FIG. 6 is a block diagram showing an example of a conventionally known electromagnetic flow meter.

FIG. 7 is a waveform chart showing an operation example of the electromagnetic flow meter shown in FIG.

FIG. 8 is a block diagram showing another example of a conventionally known electromagnetic flow meter.

[Explanation of symbols]

 DESCRIPTION OF SYMBOLS 1 Detector 2 Converter 3 Measuring tube 4a, 4b Electrode 5 Fluid 6 Excitation coil 11 Excitation circuit 12 Alternating voltage generation circuit 13 Amplification circuit 14 Flow rate component extraction circuit 15 Fluid loss detection circuit 16 Output circuit

Claims (1)

(57) [Claims] 1. An alternating magnetic field is generated in a measuring tube to generate a flow signal corresponding to a flow rate of a fluid flowing through the measuring tube on a pair of electrodes provided in the measuring tube, and the flow signal is taken in and corrected.

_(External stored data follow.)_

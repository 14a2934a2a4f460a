// Copyright (C) 2025 SyncMyOrders Sp. z o.o.
// SPDX-License-Identifier: AGPL-3.0-or-later
//! Resource naming convention and SQL identifier sanitizing.
//!
//! Every container and network the control plane creates carries [`PREFIX`].
//! Listing, reconciliation and cleanup only ever look at prefixed resources,
//! so unrelated containers on the same host are never touched.

use std::fmt;

use crate::error::{Error, Result};

/// Prefix applied to every owned container and network name.
pub const PREFIX: &str = "netpart-";

/// Longest accepted bare instance name.
pub const MAX_BARE_NAME_LEN: usize = 48;

/// PostgreSQL truncates identifiers beyond this many bytes.
const MAX_IDENTIFIER_LEN: usize = 63;

/// Label attached to every owned resource.
pub const MANAGED_LABEL: &str = "netpart.managed=true";

/// Apply the naming convention to a bare name.
pub fn owned_name(bare: &str) -> String {
    format!("{}{}", PREFIX, bare)
}

/// Whether a runtime resource name belongs to this control plane.
pub fn is_owned(name: &str) -> bool {
    name.len() > PREFIX.len() && name.starts_with(PREFIX)
}

/// Strip the prefix from an owned name.
pub fn bare_name(name: &str) -> &str {
    name.strip_prefix(PREFIX).unwrap_or(name)
}

/// Validate a bare instance name.
///
/// Names become container names, network names and DNS hosts inside the
/// instance networks, and map one-to-one onto subscription identifiers, so
/// only `[a-z0-9-]` is accepted and the first character must be a letter or
/// digit.
pub fn validate_bare_name(bare: &str) -> Result<()> {
    if bare.is_empty() {
        return Err(Error::InvalidName("instance name must not be empty".to_string()));
    }
    if bare.len() > MAX_BARE_NAME_LEN {
        return Err(Error::InvalidName(format!(
            "instance name is longer than {} characters",
            MAX_BARE_NAME_LEN
        )));
    }
    if !bare.starts_with(|c: char| c.is_ascii_lowercase() || c.is_ascii_digit()) {
        return Err(Error::InvalidName(format!(
            "instance name {:?} must start with a letter or digit",
            bare
        )));
    }
    if let Some(bad) = bare
        .chars()
        .find(|c| !(c.is_ascii_lowercase() || c.is_ascii_digit() || *c == '-'))
    {
        return Err(Error::InvalidName(format!(
            "instance name {:?} contains invalid character {:?}",
            bare, bad
        )));
    }
    Ok(())
}

/// Normalize a caller-supplied name (bare or prefixed) into an owned name.
pub fn resolve_name(name: &str) -> Result<String> {
    let bare = bare_name(name);
    validate_bare_name(bare)?;
    Ok(owned_name(bare))
}

/// A SQL identifier that passed the allow-list and is safe to interpolate
/// into DDL, which cannot take bind parameters.
#[derive(Debug, Clone, PartialEq, Eq)]
pub struct SqlIdentifier(String);

impl SqlIdentifier {
    /// Normalize `raw` (`-` becomes `_`) and check it against
    /// `[a-z_][a-z0-9_]{0,62}`. No case folding: an uppercase character is
    /// rejected rather than merged with its lowercase twin.
    pub fn parse(raw: &str) -> Result<Self> {
        let normalized: String = raw
            .chars()
            .map(|c| if c == '-' { '_' } else { c })
            .collect();

        if normalized.is_empty() || normalized.len() > MAX_IDENTIFIER_LEN {
            return Err(Error::InvalidName(format!(
                "identifier {:?} must be 1 to {} bytes",
                raw, MAX_IDENTIFIER_LEN
            )));
        }
        if normalized.starts_with(|c: char| c.is_ascii_digit()) {
            return Err(Error::InvalidName(format!(
                "identifier {:?} must not start with a digit",
                raw
            )));
        }
        if !normalized
            .chars()
            .all(|c| c.is_ascii_lowercase() || c.is_ascii_digit() || c == '_')
        {
            return Err(Error::InvalidName(format!(
                "identifier {:?} contains characters outside [a-z0-9_]",
                raw
            )));
        }

        Ok(Self(normalized))
    }

    /// Subscription name for a standby instance.
    pub fn subscription_for(instance_name: &str) -> Result<Self> {
        Self::parse(&format!("sub_{}", instance_name))
    }

    /// The identifier text.
    pub fn as_str(&self) -> &str {
        &self.0
    }
}

impl fmt::Display for SqlIdentifier {
    fn fmt(&self, f: &mut fmt::Formatter<'_>) -> fmt::Result {
        write!(f, "\"{}\"", self.0)
    }
}
//! Wire-format test vectors
//!
//! Any peer implementation must reproduce these bytes and signatures exactly.

use crate::codec::{Codec, Mode};
use crate::error::Result;
use serde::Serialize;
use std::io::Cursor;

/// Test vector output format (JSON serializable)
#[derive(Serialize)]
pub struct TestVector {
    pub name: String,
    pub description: String,
    pub inputs: serde_json::Value,
    pub bytes_hex: String,
    pub signature_hex: String,
}

/// Generate all test vectors
pub fn generate_test_vectors() -> Result<Vec<TestVector>> {
    Ok(vec![
        point_vector()?,
        ifloat16_vector()?,
        idouble32_vector()?,
        string_vector()?,
    ])
}

fn capture<F>(walk: F) -> Result<(String, String)>
where
    F: FnOnce(&mut Codec<Cursor<Vec<u8>>>) -> Result<()>,
{
    let mut codec = Codec::new(Cursor::new(Vec::new()), Mode::Serialize);
    walk(&mut codec)?;
    let signature = codec.signature().to_string();
    Ok((hex::encode(codec.into_inner().into_inner()), signature))
}

fn point_vector() -> Result<TestVector> {
    let (mut x, mut y) = (3i32, -3i32);
    let (bytes_hex, signature_hex) = capture(|c| c.i32(&mut x)?.i32(&mut y).map(drop))?;

    Ok(TestVector {
        name: "point".into(),
        description: "Point { x: i32, y: i32 } walked as two I32 operations".into(),
        inputs: serde_json::json!({ "x": 3, "y": -3 }),
        bytes_hex,
        signature_hex,
    })
}

fn ifloat16_vector() -> Result<TestVector> {
    let mut value = 14.0f32 / 3.0;
    let (bytes_hex, signature_hex) = capture(|c| c.ifloat16(&mut value, 10.0).map(drop))?;

    Ok(TestVector {
        name: "ifloat16".into(),
        description: "IFloat16 at resolution 10.0: raw = trunc(v * r)".into(),
        inputs: serde_json::json!({ "value": 14.0f32 / 3.0, "resolution": 10.0 }),
        bytes_hex,
        signature_hex,
    })
}

fn idouble32_vector() -> Result<TestVector> {
    let mut value = 14.0f64 / 3.0;
    let (bytes_hex, signature_hex) = capture(|c| c.idouble32(&mut value, 10.0).map(drop))?;

    Ok(TestVector {
        name: "idouble32".into(),
        description: "IDouble32 at resolution 10.0, both resolution halves folded".into(),
        inputs: serde_json::json!({ "value": 14.0f64 / 3.0, "resolution": 10.0 }),
        bytes_hex,
        signature_hex,
    })
}

fn string_vector() -> Result<TestVector> {
    let mut text = String::from("Point");
    let (bytes_hex, signature_hex) = capture(|c| c.string(&mut text).map(drop))?;

    Ok(TestVector {
        name: "string".into(),
        description: "i16 big-endian length followed by ASCII bytes".into(),
        inputs: serde_json::json!({ "text": "Point" }),
        bytes_hex,
        signature_hex,
    })
}

#[cfg(test)]
mod tests {
    use super::*;

    fn find<'a>(vectors: &'a [TestVector], name: &str) -> &'a TestVector {
        vectors.iter().find(|v| v.name == name).unwrap()
    }

    #[test]
    fn test_vectors_are_pinned() {
        let vectors = generate_test_vectors().unwrap();

        let point = find(&vectors, "point");
        assert_eq!(point.bytes_hex, "00000003fffffffd");
        assert_eq!(point.signature_hex, "c7d23956");

        let ifloat = find(&vectors, "ifloat16");
        assert_eq!(ifloat.bytes_hex, "002e");
        assert_eq!(ifloat.signature_hex, "08f31060");

        let idouble = find(&vectors, "idouble32");
        assert_eq!(idouble.bytes_hex, "0000002e");
        assert_eq!(idouble.signature_hex, "c48543c0");

        let string = find(&vectors, "string");
        assert_eq!(string.bytes_hex, "0005506f696e74");
        assert_eq!(string.signature_hex, "008d4669");
    }

    #[test]
    fn test_vectors_serialize_to_json() {
        let vectors = generate_test_vectors().unwrap();
        let json = serde_json::to_string_pretty(&vectors).unwrap();
        assert!(json.contains("\"bytes_hex\": \"00000003fffffffd\""));
    }
}
//! Types the demo peers exchange

use shapewire_channel::{Channel, Exchange, Result, ValueFactory};
use shapewire_core::{ByteStream, Codec, DynCodec};

/// A position on an integer grid
#[derive(Clone, Copy, Debug, Default, PartialEq, Eq)]
pub struct Point {
    pub x: i32,
    pub y: i32,
}

impl Exchange for Point {
    const NAME: &'static str = "shapewire_demo::Point";

    fn walk<S: ByteStream>(&mut self, codec: &mut Codec<S>) -> shapewire_core::Result<()> {
        codec.i32(&mut self.x)?.i32(&mut self.y)?;
        Ok(())
    }
}

/// A sensor sample; the temperature travels quantized
#[derive(Clone, Debug, PartialEq)]
pub struct Reading {
    pub sensor: String,
    pub seq: u32,
    pub temperature: f32,
    pub position: Point,
}

impl Reading {
    pub const NAME: &'static str = "shapewire_demo::Reading";

    fn walk(&mut self, codec: &mut DynCodec<'_>, resolution: f32) -> shapewire_core::Result<()> {
        codec
            .string(&mut self.sensor)?
            .u32(&mut self.seq)?
            .ifloat16(&mut self.temperature, resolution)?;
        self.position.walk(codec)
    }
}

/// Register the demo schema. `reverse` flips registration order, which must
/// not affect the handshake outcome.
pub fn build_channel(resolution: f32, reverse: bool) -> Result<Channel> {
    let mut channel = Channel::new();
    let register_reading = |channel: &mut Channel| {
        channel.register(
            Reading::NAME,
            move |reading: &mut Reading, codec| reading.walk(codec, resolution),
            ValueFactory::constructor(|| Reading {
                sensor: String::from("unknown"),
                seq: 0,
                temperature: 0.0,
                position: Point::default(),
            }),
        )
    };

    if reverse {
        register_reading(&mut channel)?;
        channel.register_exchange::<Point>()?;
    } else {
        channel.register_exchange::<Point>()?;
        register_reading(&mut channel)?;
    }
    Ok(channel)
}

An electromagnetic flowmeter that outputs a flow signal obtained by the correction processing after performing the processing, wherein an alternating voltage generation circuit that applies an alternating voltage having a frequency that is an even-numbered excitation frequency to each of the electrodes; The flow rate signal output from each electrode is sampled a plurality of times within one cycle of the excitation frequency to extract a flow rate component in the flow rate signal, and a flow rate signal corresponding to the flow rate component is generated and output. A circuit, and sampling the flow rate signal output from each electrode a plurality of times within a half cycle of the alternating voltage to obtain an average value thereof, and for each half cycle of the alternating voltage, A fluid loss detection circuit that generates a fluid loss detection signal and invalidates the output of the flow rate component extraction circuit when the average value difference is equal to or greater than a preset value. Electromagnetic flow meter.